== Exercise prompt ==
Report every line below that carries the word "keys".

[Data records]
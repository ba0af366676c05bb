use duckdb::params;
use tracing::debug;
use xesload_core::error::{Result, XesError};
use xesload_core::model::{AttributeType, Classifier, Extension, LogTraceRow, RowBatch};
use xesload_core::store::{RowStore, Sequence};

use crate::db::StoreWriter;

impl RowStore for StoreWriter<'_> {
    fn begin(&mut self) -> Result<()> {
        self.conn
            .execute_batch("BEGIN TRANSACTION")
            .map_err(|e| XesError::Store(format!("begin tx failed: {e}")))?;
        self.in_transaction = true;
        Ok(())
    }

    fn commit(&mut self) -> Result<()> {
        self.conn
            .execute_batch("COMMIT")
            .map_err(|e| XesError::Store(format!("commit failed: {e}")))?;
        self.in_transaction = false;
        Ok(())
    }

    fn rollback(&mut self) -> Result<()> {
        if !self.in_transaction {
            return Ok(());
        }
        self.in_transaction = false;
        self.conn
            .execute_batch("ROLLBACK")
            .map_err(|e| XesError::Store(format!("rollback failed: {e}")))
    }

    fn next_id(&mut self, sequence: Sequence) -> Result<i64> {
        let mut stmt = self
            .conn
            .prepare_cached(nextval_sql(sequence))
            .map_err(|e| XesError::Store(format!("prepare {} failed: {e}", sequence.name())))?;
        stmt.query_row([], |row| row.get::<_, i64>(0))
            .map_err(|e| XesError::Store(format!("{} allocation failed: {e}", sequence.name())))
    }

    fn insert_log(&mut self, name: &str) -> Result<i64> {
        let id = self.next_id(Sequence::Log)?;
        self.conn
            .execute("INSERT INTO log (id, name) VALUES (?, ?)", params![id, name])
            .map_err(|e| XesError::Store(format!("insert log failed: {e}")))?;
        Ok(id)
    }

    fn insert_extension(&mut self, extension: &Extension) -> Result<i64> {
        let id = self.next_id(Sequence::Extension)?;
        self.conn
            .execute(
                "INSERT INTO extension (id, name, prefix, uri) VALUES (?, ?, ?, ?)",
                params![
                    id,
                    extension.name.as_deref(),
                    extension.prefix.as_deref(),
                    extension.uri.as_deref(),
                ],
            )
            .map_err(|e| XesError::Store(format!("insert extension failed: {e}")))?;
        Ok(id)
    }

    fn insert_attribute(
        &mut self,
        key: &str,
        kind: AttributeType,
        ext_id: Option<i64>,
    ) -> Result<i64> {
        let id = self.next_id(Sequence::Attribute)?;
        self.conn
            .execute(
                r#"INSERT INTO attribute (id, "type", "key", ext_id, parent_id) VALUES (?, ?, ?, ?, NULL)"#,
                params![id, kind.as_str(), key, ext_id],
            )
            .map_err(|e| XesError::Store(format!("insert attribute failed: {e}")))?;
        Ok(id)
    }

    fn insert_classifier(&mut self, log_id: i64, classifier: &Classifier) -> Result<i64> {
        let id = self.next_id(Sequence::Classifier)?;
        self.conn
            .execute(
                "INSERT INTO classifier (id, name, keys, log_id) VALUES (?, ?, ?, ?)",
                params![
                    id,
                    classifier.name.as_deref(),
                    classifier.keys.as_deref(),
                    log_id,
                ],
            )
            .map_err(|e| XesError::Store(format!("insert classifier failed: {e}")))?;
        Ok(id)
    }

    fn insert_event_collection(&mut self, name: &str) -> Result<i64> {
        let id = self.next_id(Sequence::EventCollection)?;
        self.conn
            .execute(
                "INSERT INTO event_collection (id, name) VALUES (?, ?)",
                params![id, name],
            )
            .map_err(|e| XesError::Store(format!("insert event collection failed: {e}")))?;
        Ok(id)
    }

    fn insert_trace(&mut self) -> Result<i64> {
        let id = self.next_id(Sequence::Trace)?;
        let mut stmt = self
            .conn
            .prepare_cached("INSERT INTO trace (id) VALUES (?)")
            .map_err(|e| XesError::Store(format!("prepare insert trace failed: {e}")))?;
        stmt.execute(params![id])
            .map_err(|e| XesError::Store(format!("insert trace failed: {e}")))?;
        Ok(id)
    }

    fn insert_log_trace(&mut self, row: &LogTraceRow) -> Result<()> {
        let mut stmt = self
            .conn
            .prepare_cached(
                r#"INSERT INTO log_has_trace ("sequence", log_id, trace_id) VALUES (?, ?, ?)"#,
            )
            .map_err(|e| XesError::Store(format!("prepare insert log_has_trace failed: {e}")))?;
        stmt.execute(params![row.sequence, row.log_id, row.trace_id])
            .map_err(|e| XesError::Store(format!("insert log_has_trace failed: {e}")))?;
        Ok(())
    }

    fn insert_event(&mut self, event_collection_id: i64) -> Result<i64> {
        let id = self.next_id(Sequence::Event)?;
        let mut stmt = self
            .conn
            .prepare_cached("INSERT INTO event (id, event_coll_id) VALUES (?, ?)")
            .map_err(|e| XesError::Store(format!("prepare insert event failed: {e}")))?;
        stmt.execute(params![id, event_collection_id])
            .map_err(|e| XesError::Store(format!("insert event failed: {e}")))?;
        Ok(id)
    }

    fn write_batch(&mut self, batch: &RowBatch) -> Result<()> {
        if batch.is_empty() {
            return Ok(());
        }

        {
            let mut stmt = self
                .conn
                .prepare_cached(
                    r#"INSERT INTO trace_has_attribute (trace_id, attr_id, "value") VALUES (?, ?, ?)"#,
                )
                .map_err(|e| {
                    XesError::Store(format!("prepare insert trace_has_attribute failed: {e}"))
                })?;
            for row in &batch.trace_attributes {
                stmt.execute(params![row.trace_id, row.attr_id, row.value])
                    .map_err(|e| XesError::Store(format!("insert trace_has_attribute failed: {e}")))?;
            }
        }

        {
            let mut stmt = self
                .conn
                .prepare_cached(
                    r#"INSERT INTO trace_has_event ("sequence", trace_id, event_id) VALUES (?, ?, ?)"#,
                )
                .map_err(|e| XesError::Store(format!("prepare insert trace_has_event failed: {e}")))?;
            for row in &batch.trace_events {
                stmt.execute(params![row.sequence, row.trace_id, row.event_id])
                    .map_err(|e| XesError::Store(format!("insert trace_has_event failed: {e}")))?;
            }
        }

        {
            let mut stmt = self
                .conn
                .prepare_cached(
                    r#"INSERT INTO event_has_attribute (event_id, attr_id, "value") VALUES (?, ?, ?)"#,
                )
                .map_err(|e| {
                    XesError::Store(format!("prepare insert event_has_attribute failed: {e}"))
                })?;
            for row in &batch.event_attributes {
                stmt.execute(params![row.event_id, row.attr_id, row.value])
                    .map_err(|e| XesError::Store(format!("insert event_has_attribute failed: {e}")))?;
            }
        }

        {
            let mut stmt = self
                .conn
                .prepare_cached(
                    r#"INSERT INTO log_has_attribute (log_id, trace_global, event_global, attr_id, "value")
                     VALUES (?, ?, ?, ?, ?)"#,
                )
                .map_err(|e| {
                    XesError::Store(format!("prepare insert log_has_attribute failed: {e}"))
                })?;
            for row in &batch.log_attributes {
                let (trace_global, event_global) = row.scope.flags();
                stmt.execute(params![
                    row.log_id,
                    trace_global,
                    event_global,
                    row.attr_id,
                    row.value,
                ])
                .map_err(|e| XesError::Store(format!("insert log_has_attribute failed: {e}")))?;
            }
        }

        debug!(rows = batch.len(), "wrote batch");
        Ok(())
    }
}

fn nextval_sql(sequence: Sequence) -> &'static str {
    match sequence {
        Sequence::Log => "SELECT nextval('log_id_seq')",
        Sequence::Extension => "SELECT nextval('extension_id_seq')",
        Sequence::Attribute => "SELECT nextval('attribute_id_seq')",
        Sequence::Classifier => "SELECT nextval('classifier_id_seq')",
        Sequence::Trace => "SELECT nextval('trace_id_seq')",
        Sequence::EventCollection => "SELECT nextval('event_collection_id_seq')",
        Sequence::Event => "SELECT nextval('event_id_seq')",
    }
}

== Solution for this task ==
                "INSERT INTO classifier (id, name, keys, log_id) VALUES (?, ?, ?, ?)",
                    classifier.keys.as_deref(),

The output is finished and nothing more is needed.